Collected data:
-=-=-=-=-

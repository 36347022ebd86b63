//! Harness error types.
//!
//! [`HarnessError`] covers the failures that abort a run before or instead of
//! producing a [`ScenarioResult`](crate::runner::ScenarioResult): a scenario
//! that cannot be found, or a declaration/config file that cannot be parsed.
//! Script failures and timeouts are never errors at this level; the runner
//! folds them into a failed result instead.

use std::path::PathBuf;

use thiserror::Error;

use crate::config::ConfigError;

/// Fatal errors for a harness run.
///
/// Each variant is rendered as a single `Error:` line by the binary, followed
/// by whatever hints [`HarnessError::hints`] returns.
#[derive(Debug, Error)]
pub enum HarnessError {
    /// No directory with the requested name exists under the scenarios root.
    #[error("Scenario '{name}' not found")]
    ScenarioNotFound {
        /// The requested scenario name.
        name: String,
        /// The scenarios root that was searched.
        searched: PathBuf,
        /// Sibling directories that do contain a declaration file.
        available: Vec<String>,
    },

    /// The directory exists but has no declaration file.
    #[error("'{name}' is not a valid scenario")]
    NotAScenario {
        /// The requested scenario name.
        name: String,
        /// Where the declaration file was expected.
        expected: PathBuf,
    },

    /// A declaration or harness config file is malformed.
    #[error(transparent)]
    Config(#[from] ConfigError),
}

impl HarnessError {
    /// Follow-up lines that help the user recover: the searched path and the
    /// scenarios that do exist, or the missing declaration path.
    #[must_use]
    pub fn hints(&self) -> Vec<String> {
        match self {
            Self::ScenarioNotFound {
                searched,
                available,
                ..
            } => {
                let mut lines = vec![format!("Looking in: {}", searched.display())];
                if !available.is_empty() {
                    lines.push(String::new());
                    lines.push("Available scenarios:".to_owned());
                    lines.extend(available.iter().map(|name| format!("  - {name}")));
                }
                lines
            }
            Self::NotAScenario { expected, .. } => {
                vec![format!("Missing: {}", expected.display())]
            }
            Self::Config(_) => Vec::new(),
        }
    }
}

#[cfg(test)]
mod tests {
    use super::*;

    #[test]
    fn not_found_hints_list_available_scenarios() {
        let err = HarnessError::ScenarioNotFound {
            name: "missing".into(),
            searched: PathBuf::from("/evals/scenarios"),
            available: vec!["basic-migration".into(), "plugin-install".into()],
        };
        assert_eq!(err.to_string(), "Scenario 'missing' not found");
        let hints = err.hints();
        assert_eq!(hints[0], "Looking in: /evals/scenarios");
        assert!(hints.contains(&"Available scenarios:".to_owned()));
        assert!(hints.contains(&"  - basic-migration".to_owned()));
        assert!(hints.contains(&"  - plugin-install".to_owned()));
    }

    #[test]
    fn not_found_without_siblings_only_names_the_root() {
        let err = HarnessError::ScenarioNotFound {
            name: "x".into(),
            searched: PathBuf::from("/empty"),
            available: Vec::new(),
        };
        assert_eq!(err.hints(), vec!["Looking in: /empty".to_owned()]);
    }

    #[test]
    fn not_a_scenario_names_expected_file() {
        let err = HarnessError::NotAScenario {
            name: "todo".into(),
            expected: PathBuf::from("/s/todo/scenario.yaml"),
        };
        assert_eq!(err.to_string(), "'todo' is not a valid scenario");
        assert_eq!(err.hints(), vec!["Missing: /s/todo/scenario.yaml".to_owned()]);
    }

    #[test]
    fn config_error_is_transparent() {
        let err = HarnessError::from(ConfigError {
            path: Some(PathBuf::from("scenario.yaml")),
            message: "missing field `name`".into(),
        });
        assert_eq!(err.to_string(), "scenario.yaml: missing field `name`");
        assert!(err.hints().is_empty());
    }
}
mod common;
use common::*;

#[test]
fn unknown_scenario_lists_alternatives() {
    let root = setup_scenarios();
    write_scenario(root.path(), "alpha", "name: alpha\n", Some("true\n"), None);
    write_scenario(root.path(), "beta", "name: beta\n", Some("true\n"), None);

    let (stdout, stderr) = evals_fails(root.path(), &["gamma"]);
    assert!(stdout.is_empty(), "no report expected: {stdout}");
    assert!(stderr.contains("Error: Scenario 'gamma' not found"), "stderr: {stderr}");
    assert!(stderr.contains("Looking in: "));
    assert!(stderr.contains("Available scenarios:"));
    assert!(stderr.contains("  - alpha"));
    assert!(stderr.contains("  - beta"));
}

#[test]
fn directory_without_declaration_names_missing_file() {
    let root = setup_scenarios();
    std::fs::create_dir(root.path().join("draft")).unwrap();

    let (_, stderr) = evals_fails(root.path(), &["draft"]);
    assert!(stderr.contains("Error: 'draft' is not a valid scenario"), "stderr: {stderr}");
    assert!(stderr.contains("Missing: "));
    assert!(stderr.contains("scenario.yaml"));
}

#[test]
fn malformed_declaration_is_fatal() {
    let root = setup_scenarios();
    write_scenario(
        root.path(),
        "bad-yaml",
        "description: no name here\n",
        Some("touch ran\n"),
        None,
    );

    let (_, stderr) = evals_fails(root.path(), &["bad-yaml"]);
    assert!(stderr.starts_with("Error: "), "stderr: {stderr}");
    assert!(stderr.contains("scenario.yaml"));
    assert!(stderr.contains("name"));
    assert!(!root.path().join("bad-yaml/ran").exists(), "setup must not run");
    assert!(!root.path().join("bad-yaml/latest-run.txt").exists());
}

#[test]
fn unknown_declaration_keys_are_rejected() {
    let root = setup_scenarios();
    write_scenario(
        root.path(),
        "typo",
        "name: typo\ntimout: 10\n",
        Some("true\n"),
        None,
    );

    let (_, stderr) = evals_fails(root.path(), &["typo"]);
    assert!(stderr.contains("timout"), "stderr: {stderr}");
}

#[test]
fn invalid_harness_config_is_fatal() {
    let root = setup_scenarios();
    std::fs::write(root.path().join("evals.toml"), "[runner]\nshel = [\"sh\"]\n").unwrap();
    write_scenario(root.path(), "any", "name: any\n", Some("true\n"), None);

    let (_, stderr) = evals_fails(root.path(), &["any"]);
    assert!(stderr.contains("evals.toml"), "stderr: {stderr}");
    assert!(stderr.contains("line 2"));
}

#[test]
fn scenarios_dir_can_come_from_env() {
    let root = setup_scenarios();
    write_scenario(root.path(), "from-env", "name: from-env\n", Some("true\n"), None);

    let out = std::process::Command::new(env!("CARGO_BIN_EXE_evals"))
        .arg("from-env")
        .env("EVALS_SCENARIOS_DIR", root.path())
        .env_remove("OTEL_EXPORTER_OTLP_ENDPOINT")
        .current_dir(std::env::temp_dir())
        .output()
        .expect("failed to execute evals");
    assert!(
        out.status.success(),
        "stderr: {}",
        String::from_utf8_lossy(&out.stderr)
    );
}

#[test]
fn progress_line_goes_to_stderr() {
    let root = setup_scenarios();
    write_scenario(root.path(), "quiet", "name: quiet\n", Some("echo noisy\n"), None);

    let out = evals_in(root.path(), &["quiet"]);
    assert!(out.status.success());
    let stderr = String::from_utf8_lossy(&out.stderr);
    let stdout = String::from_utf8_lossy(&out.stdout);
    assert!(stderr.contains("Running scenario: quiet"), "stderr: {stderr}");
    assert!(!stdout.contains("Running scenario"));
    assert!(!stdout.contains("noisy"), "script output is not echoed without --verbose");
}

#[test]
fn verbose_echoes_script_output_to_stderr() {
    let root = setup_scenarios();
    write_scenario(
        root.path(),
        "chatty",
        "name: chatty\n",
        Some("echo setting things up\n"),
        Some("echo checking things\n"),
    );

    let out = evals_in(root.path(), &["chatty", "--verbose", "--format", "json"]);
    assert!(out.status.success());
    let stderr = String::from_utf8_lossy(&out.stderr);
    assert!(stderr.contains("setting things up"), "stderr: {stderr}");
    assert!(stderr.contains("checking things"));

    let parsed: serde_json::Value =
        serde_json::from_slice(&out.stdout).expect("stdout stays pure JSON in verbose mode");
    assert_eq!(parsed[0]["passed"], true);
}

#[test]
fn unknown_format_is_a_usage_error() {
    let root = setup_scenarios();
    let out = evals_in(root.path(), &["anything", "--format", "yaml"]);
    assert!(!out.status.success());
    assert!(String::from_utf8_lossy(&out.stderr).contains("yaml"));
}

-=-=-=-=-

Extract from the records above the lines from the one containing "Harness error types." to the one containing "cannot be parsed.", both lines included, exactly as they appear and with nothing else.

# The completed task
//! Harness error types.
//!
//! [`HarnessError`] covers the failures that abort a run before or instead of
//! producing a [`ScenarioResult`](crate::runner::ScenarioResult): a scenario
//! that cannot be found, or a declaration/config file that cannot be parsed.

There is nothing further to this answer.